Fluffy clouds I was intending to take first.

As the crowd was exiting the theater at the end of Lady Day, a guy shouted:

Guy: Joan Rivers!

That alert prompted everyone to recognize her. She was besieged like metal to magnet. Milton was surprised that I didn’t join the masses that were photographing her, but I was on a Billie Holiday high. Later, I regretted not taking a picture. How often do I get to see a living comedy legend?

This past weekend, I volunteer ushered a very entertaining play at Second Stage Theater written by Laura Eason and directed by David Schwimmer called Sex with Strangers. When the house manager emailed the volunteers about accepting requests to usher this production, I leaped headfirst through my computer screen to get a slot, somewhat inspired by the thought provoking title.

There are four ushering slots per performance, three in the front of the house and one in the back, where I was assigned. The back can be a no man’s land if the box balcony is not busy, and there were only four people sitting in that section. They were offered a free upgrade to better seats, but three were content to stay in their assigned seats. I thought that was odd because they didn’t look brain damaged. Two explained to me that they like sitting in a section that was essentially all to themselves because they wanted to spread out. Extra legroom took priority over a better view.

As I was watching audience members file into the theater, my usually defective celebrity spotting radar activated for the only celebrity I can recognize: Joan Rivers. Yes, Joan and I were in the same theater at the same time once again. The play’s 3 pm Sunday curtain was delayed due to technical difficulties, something that can happen on occasion in live theater. Audience members were offered free wine at the concession stand. This induced a slight stampede.

Before heading to the concession stand, Joan glad-handed the ushers working in the front of the house, oblivious to the one working in the back. She went to the concession stand where she graciously mingled and took selfies with audience members. I snuck a few crummy shots of her from my post with my iPhone.

The best of my crummy Joan shots.

The best of my crummy Joan shots.

After the play ended and the audience had left, I was working clean up towards the front of the house when Joan returned with her entourage via the back of the house. She was meeting the cast, Anna Gunn and Billy Magnussen, back stage. And, once again, I got to miss meeting Joan.

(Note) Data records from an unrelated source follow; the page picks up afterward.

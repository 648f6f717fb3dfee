//! Persist-then-fan-out path for chat messages
//!
//! REST and socket senders share this gateway, so every message is
//! validated, stored and broadcast the same way regardless of origin.

use log::{debug, info, warn};
use serde::{Deserialize, Serialize};
use std::sync::Arc;
use std::time::Duration;

use crate::core::events::ServerEvent;
use crate::core::server::ChatServer;
use crate::error::{ChatError, Result};
use crate::security::{sanitize_text, validate_message_text, Pagination};
use crate::storage::{with_deadline, MessageStorage, StoredMessage};

/// Who receives the fan-out of a sent message
#[derive(Debug, Clone, PartialEq, Eq)]
pub enum Scope {
    /// Every live connection
    All,
    /// Members of one room
    Room(String),
}

/// One page of a user's messages, newest first
#[derive(Debug, Clone, PartialEq, Serialize, Deserialize)]
#[serde(rename_all = "camelCase")]
pub struct MessagePage {
    pub messages: Vec<StoredMessage>,
    pub total_messages: usize,
    pub total_pages: usize,
    pub current_page: usize,
}

pub struct MessageGateway {
    messages: Arc<dyn MessageStorage>,
    server: Arc<ChatServer>,
    storage_timeout: Duration,
}

impl MessageGateway {
    pub fn new(
        messages: Arc<dyn MessageStorage>,
        server: Arc<ChatServer>,
        storage_timeout: Duration,
    ) -> Self {
        Self {
            messages,
            server,
            storage_timeout,
        }
    }

    /// Validate, persist, then broadcast; nothing is sent if persistence fails.
    /// Length limits apply to the raw text, markup is encoded afterwards.
    pub async fn send(&self, owner_id: &str, text: &str, scope: Scope) -> Result<StoredMessage> {
        if owner_id.trim().is_empty() {
            return Err(ChatError::validation("\"userId\" is required"));
        }
        let text = sanitize_text(&validate_message_text(text)?);

        let stored = with_deadline(
            self.storage_timeout,
            self.messages.create_message(owner_id, &text),
        )
        .await?;

        let reached = match &scope {
            Scope::All => {
                self.server
                    .broadcast(&ServerEvent::ChatMessage {
                        user_id: stored.user_id.clone(),
                        message: stored.message.clone(),
                    })
                    .await
            }
            Scope::Room(room_id) => {
                self.server
                    .broadcast_to_room(
                        room_id,
                        &ServerEvent::PrivateChatMessage {
                            room_id: room_id.clone(),
                            user_id: stored.user_id.clone(),
                            message: stored.message.clone(),
                        },
                    )
                    .await
            }
        };

        debug!(
            "Message {} from {} delivered to {} connections",
            stored.id, owner_id, reached
        );
        Ok(stored)
    }

    /// Load a message and check that `requester_id` owns it
    async fn owned_message(
        &self,
        requester_id: &str,
        message_id: &str,
        action: &str,
    ) -> Result<StoredMessage> {
        let message = with_deadline(self.storage_timeout, self.messages.get_message(message_id))
            .await?
            .ok_or_else(|| ChatError::not_found("Message not found"))?;

        if message.user_id != requester_id {
            warn!(
                "User {} tried to {} message {} owned by {}",
                requester_id, action, message_id, message.user_id
            );
            return Err(ChatError::forbidden(format!(
                "You are not authorized to {} this message",
                action
            )));
        }

        Ok(message)
    }

    pub async fn edit(&self, requester_id: &str, message_id: &str, text: &str) -> Result<StoredMessage> {
        let text = sanitize_text(&validate_message_text(text)?);
        self.owned_message(requester_id, message_id, "update").await?;

        let updated = with_deadline(
            self.storage_timeout,
            self.messages.update_message(message_id, &text),
        )
        .await?
        // Deleted between the ownership check and the write
        .ok_or_else(|| ChatError::not_found("Message not found"))?;

        info!("Message {} updated by {}", message_id, requester_id);
        Ok(updated)
    }

    pub async fn delete(&self, requester_id: &str, message_id: &str) -> Result<()> {
        self.owned_message(requester_id, message_id, "delete").await?;

        let deleted =
            with_deadline(self.storage_timeout, self.messages.delete_message(message_id)).await?;
        if !deleted {
            return Err(ChatError::not_found("Message not found"));
        }

        info!("Message {} deleted by {}", message_id, requester_id);
        Ok(())
    }

    pub async fn list(&self, requester_id: &str, pagination: Pagination) -> Result<MessagePage> {
        let page = pagination.page.max(1);
        let page_size = pagination.page_size.max(1);
        let skip = (page - 1).saturating_mul(page_size);

        let messages = with_deadline(
            self.storage_timeout,
            self.messages
                .list_user_messages(requester_id, skip, page_size),
        )
        .await?;
        let total_messages = with_deadline(
            self.storage_timeout,
            self.messages.count_user_messages(requester_id),
        )
        .await?;

        let total_pages = (total_messages + page_size - 1) / page_size;
        debug!(
            "Fetched messages page {} of {} for {}",
            page, total_pages, requester_id
        );

        Ok(MessagePage {
            messages,
            total_messages,
            total_pages,
            current_page: page,
        })
    }
}
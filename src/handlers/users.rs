//! Registration, login and logout endpoints

use serde_json::{json, Value};
use warp::http::StatusCode;
use warp::reply::Response;
use warp::Rejection;

use crate::app::AppState;
use crate::handlers::filters::Authenticated;
use crate::handlers::response::{reject, success};
use crate::security::{validate_login, validate_register};

pub async fn register(state: AppState, body: Value) -> Result<Response, Rejection> {
    let input = validate_register(&body).map_err(reject)?;
    let user = state.accounts.register(input).await.map_err(reject)?;

    Ok(success(
        StatusCode::CREATED,
        Some("User registered successfully"),
        Some(json!({ "user": user })),
    ))
}

pub async fn login(state: AppState, body: Value) -> Result<Response, Rejection> {
    let input = validate_login(&body).map_err(reject)?;
    let (token, user) = state.accounts.login(input).await.map_err(reject)?;

    Ok(success(
        StatusCode::OK,
        Some("Login successful"),
        Some(json!({ "token": token, "user": user })),
    ))
}

pub async fn logout(state: AppState, auth: Authenticated) -> Result<Response, Rejection> {
    state
        .accounts
        .logout(&auth.identity, &auth.token)
        .await
        .map_err(reject)?;

    Ok(success::<()>(
        StatusCode::OK,
        Some("User logged out successfully"),
        None,
    ))
}
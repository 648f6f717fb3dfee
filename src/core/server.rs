//! Presence tracking, broadcast scope and private-room routing

use log::{debug, info, warn};
use std::collections::HashMap;
use std::sync::Arc;
use std::time::Duration;
use tokio::sync::RwLock;

use crate::core::connection::Connection;
use crate::core::events::ServerEvent;
use crate::core::room::{private_room_id, RoomManager};
use crate::error::{ChatError, Result};
use crate::storage::{with_deadline, PresenceStore, UserStorage};

/// Owns every live socket and the rooms they joined
pub struct ChatServer {
    connections: Arc<RwLock<HashMap<String, Connection>>>,
    rooms: RoomManager,
    presence: Arc<dyn PresenceStore>,
    users: Arc<dyn UserStorage>,
    storage_timeout: Duration,
}

impl ChatServer {
    pub fn new(
        presence: Arc<dyn PresenceStore>,
        users: Arc<dyn UserStorage>,
        storage_timeout: Duration,
    ) -> Self {
        Self {
            connections: Arc::new(RwLock::new(HashMap::new())),
            rooms: RoomManager::new(),
            presence,
            users,
            storage_timeout,
        }
    }

    pub fn rooms(&self) -> &RoomManager {
        &self.rooms
    }

    /// Register a connection and announce its user to everyone
    pub async fn connect(&self, connection: Connection) -> Result<()> {
        let connection_id = connection.id.clone();
        let user_id = connection.user_id.clone();

        self.connections
            .write()
            .await
            .insert(connection_id.clone(), connection);

        let replaced = with_deadline(
            self.storage_timeout,
            self.presence.set_connection(&user_id, &connection_id),
        )
        .await?;
        if let Some(previous) = replaced {
            debug!(
                "Connection {} replaces {} for user {}",
                connection_id, previous, user_id
            );
        }

        self.mark_online(&user_id, true).await;
        info!("User {} connected on {}", user_id, connection_id);
        self.broadcast(&ServerEvent::UserConnected(user_id)).await;
        Ok(())
    }

    /// Drop a connection; presence is cleared only if it is still the user's current one
    pub async fn disconnect(&self, connection_id: &str) -> Result<()> {
        let connection = match self.connections.write().await.remove(connection_id) {
            Some(connection) => connection,
            None => return Ok(()),
        };
        self.rooms.remove_client(connection_id).await;

        let was_current = with_deadline(
            self.storage_timeout,
            self.presence
                .clear_connection(&connection.user_id, connection_id),
        )
        .await?;

        if was_current {
            self.mark_online(&connection.user_id, false).await;
            info!("User {} disconnected", connection.user_id);
            self.broadcast(&ServerEvent::UserDisconnected(connection.user_id))
                .await;
        } else {
            debug!(
                "Superseded connection {} of user {} closed",
                connection_id, connection.user_id
            );
        }
        Ok(())
    }

    async fn mark_online(&self, user_id: &str, online: bool) {
        match with_deadline(self.storage_timeout, self.users.set_online(user_id, online)).await {
            Ok(true) => {}
            Ok(false) => warn!("Cannot update online status of missing user {}", user_id),
            Err(e) => warn!("Failed to update online status of {}: {}", user_id, e),
        }
    }

    /// Send to every live connection; returns how many were reached
    pub async fn broadcast(&self, event: &ServerEvent) -> usize {
        let frame = match event.to_frame() {
            Ok(frame) => frame,
            Err(e) => {
                warn!("Failed to encode broadcast: {}", e);
                return 0;
            }
        };

        let connections = self.connections.read().await;
        connections
            .values()
            .filter(|connection| connection.send_text(&frame))
            .count()
    }

    /// Send to the members of one room
    pub async fn broadcast_to_room(&self, room_id: &str, event: &ServerEvent) -> usize {
        let members = self.rooms.get_room_members(room_id).await;
        if members.is_empty() {
            return 0;
        }

        let frame = match event.to_frame() {
            Ok(frame) => frame,
            Err(e) => {
                warn!("Failed to encode room message: {}", e);
                return 0;
            }
        };

        let connections = self.connections.read().await;
        members
            .iter()
            .filter_map(|id| connections.get(id))
            .filter(|connection| connection.send_text(&frame))
            .count()
    }

    pub async fn send_to_connection(&self, connection_id: &str, event: &ServerEvent) -> bool {
        match self.connections.read().await.get(connection_id) {
            Some(connection) => connection.send_event(event),
            None => false,
        }
    }

    pub async fn join_room(&self, connection_id: &str, room_id: &str) -> Result<()> {
        if !self.connections.read().await.contains_key(connection_id) {
            return Err(ChatError::not_found("Connection not found"));
        }
        self.rooms.join_room(connection_id, room_id).await;
        Ok(())
    }

    /// Join the initiator and, if online, the target to their shared room.
    /// Both sides receive `join private chat` with the room id.
    pub async fn start_private_chat(
        &self,
        connection_id: &str,
        user_id: &str,
        target_user_id: &str,
    ) -> Result<String> {
        let target_user_id = target_user_id.trim();
        if target_user_id.is_empty() {
            return Err(ChatError::validation("Target user id is required"));
        }
        if target_user_id == user_id {
            return Err(ChatError::validation("Cannot start a private chat with yourself"));
        }

        let room_id = private_room_id(user_id, target_user_id);
        self.join_room(connection_id, &room_id).await?;

        let target_connection =
            with_deadline(self.storage_timeout, self.presence.connection_for(target_user_id))
                .await?;
        let target_joined = match target_connection {
            Some(target_connection) => {
                self.join_room(&target_connection, &room_id).await.is_ok()
                    && self
                        .send_to_connection(
                            &target_connection,
                            &ServerEvent::JoinPrivateChat(room_id.clone()),
                        )
                        .await
            }
            None => false,
        };
        if !target_joined {
            debug!(
                "User {} is offline; private room {} waits for them",
                target_user_id, room_id
            );
        }

        self.send_to_connection(connection_id, &ServerEvent::JoinPrivateChat(room_id.clone()))
            .await;
        info!("Private room {} opened by {}", room_id, user_id);
        Ok(room_id)
    }

    pub async fn ensure_member(&self, connection_id: &str, room_id: &str) -> Result<()> {
        if self.rooms.is_member(connection_id, room_id).await {
            Ok(())
        } else {
            Err(ChatError::forbidden("You are not a member of this room"))
        }
    }

    pub async fn online_users(&self) -> Result<Vec<String>> {
        with_deadline(self.storage_timeout, self.presence.online_users()).await
    }

    pub async fn connection_count(&self) -> usize {
        self.connections.read().await.len()
    }
}

#[cfg(test)]
mod tests {
    use super::*;
    use crate::storage::memory::{MemoryPresenceStore, MemoryUserStorage};
    use tokio::sync::mpsc;
    use warp::ws::Message;

    fn server() -> ChatServer {
        ChatServer::new(
            Arc::new(MemoryPresenceStore::new()),
            Arc::new(MemoryUserStorage::new()),
            Duration::from_secs(5),
        )
    }

    fn open(user: &str) -> (Connection, mpsc::UnboundedReceiver<Message>) {
        let (tx, rx) = mpsc::unbounded_channel();
        (Connection::new(user.to_string(), tx), rx)
    }

    fn drain(rx: &mut mpsc::UnboundedReceiver<Message>) -> Vec<ServerEvent> {
        let mut events = Vec::new();
        while let Ok(frame) = rx.try_recv() {
            events.push(serde_json::from_str(frame.to_str().unwrap()).unwrap());
        }
        events
    }

    #[tokio::test]
    async fn test_connect_announces_to_everyone() {
        let server = server();
        let (a, mut rx_a) = open("alice");
        server.connect(a).await.unwrap();
        let (b, mut rx_b) = open("bob");
        server.connect(b).await.unwrap();

        assert_eq!(
            drain(&mut rx_a),
            vec![
                ServerEvent::UserConnected("alice".to_string()),
                ServerEvent::UserConnected("bob".to_string())
            ]
        );
        assert_eq!(drain(&mut rx_b), vec![ServerEvent::UserConnected("bob".to_string())]);
        assert_eq!(server.connection_count().await, 2);
    }

    #[tokio::test]
    async fn test_superseded_connection_does_not_announce_disconnect() {
        let server = server();
        let (watcher, mut rx_w) = open("carol");
        server.connect(watcher).await.unwrap();

        let (old, _rx_old) = open("alice");
        let old_id = old.id.clone();
        server.connect(old).await.unwrap();
        let (new, _rx_new) = open("alice");
        let new_id = new.id.clone();
        server.connect(new).await.unwrap();
        drain(&mut rx_w);

        server.disconnect(&old_id).await.unwrap();
        assert!(drain(&mut rx_w).is_empty());
        assert!(server.online_users().await.unwrap().contains(&"alice".to_string()));

        server.disconnect(&new_id).await.unwrap();
        assert_eq!(
            drain(&mut rx_w),
            vec![ServerEvent::UserDisconnected("alice".to_string())]
        );
    }

    #[tokio::test]
    async fn test_private_chat_with_self_is_rejected() {
        let server = server();
        let (a, _rx) = open("alice");
        let id = a.id.clone();
        server.connect(a).await.unwrap();
        let err = server.start_private_chat(&id, "alice", "alice").await.unwrap_err();
        assert!(matches!(err, ChatError::Validation(_)));
    }
}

Having the thrill of seeing this living comedy legend twice in two months, I have concluded that she is a celebrity who sincerely welcomes meeting with the public. I think that’s very stand up of her. If I have a third opportunity to be in the right place at the right time to see her again, and I probably have a better shot at winning the Triple Crown riding a saw horse, I’ll refrain from blurting, “Joan Rivers!” But, if she were on board, I would love to take a selfie with her.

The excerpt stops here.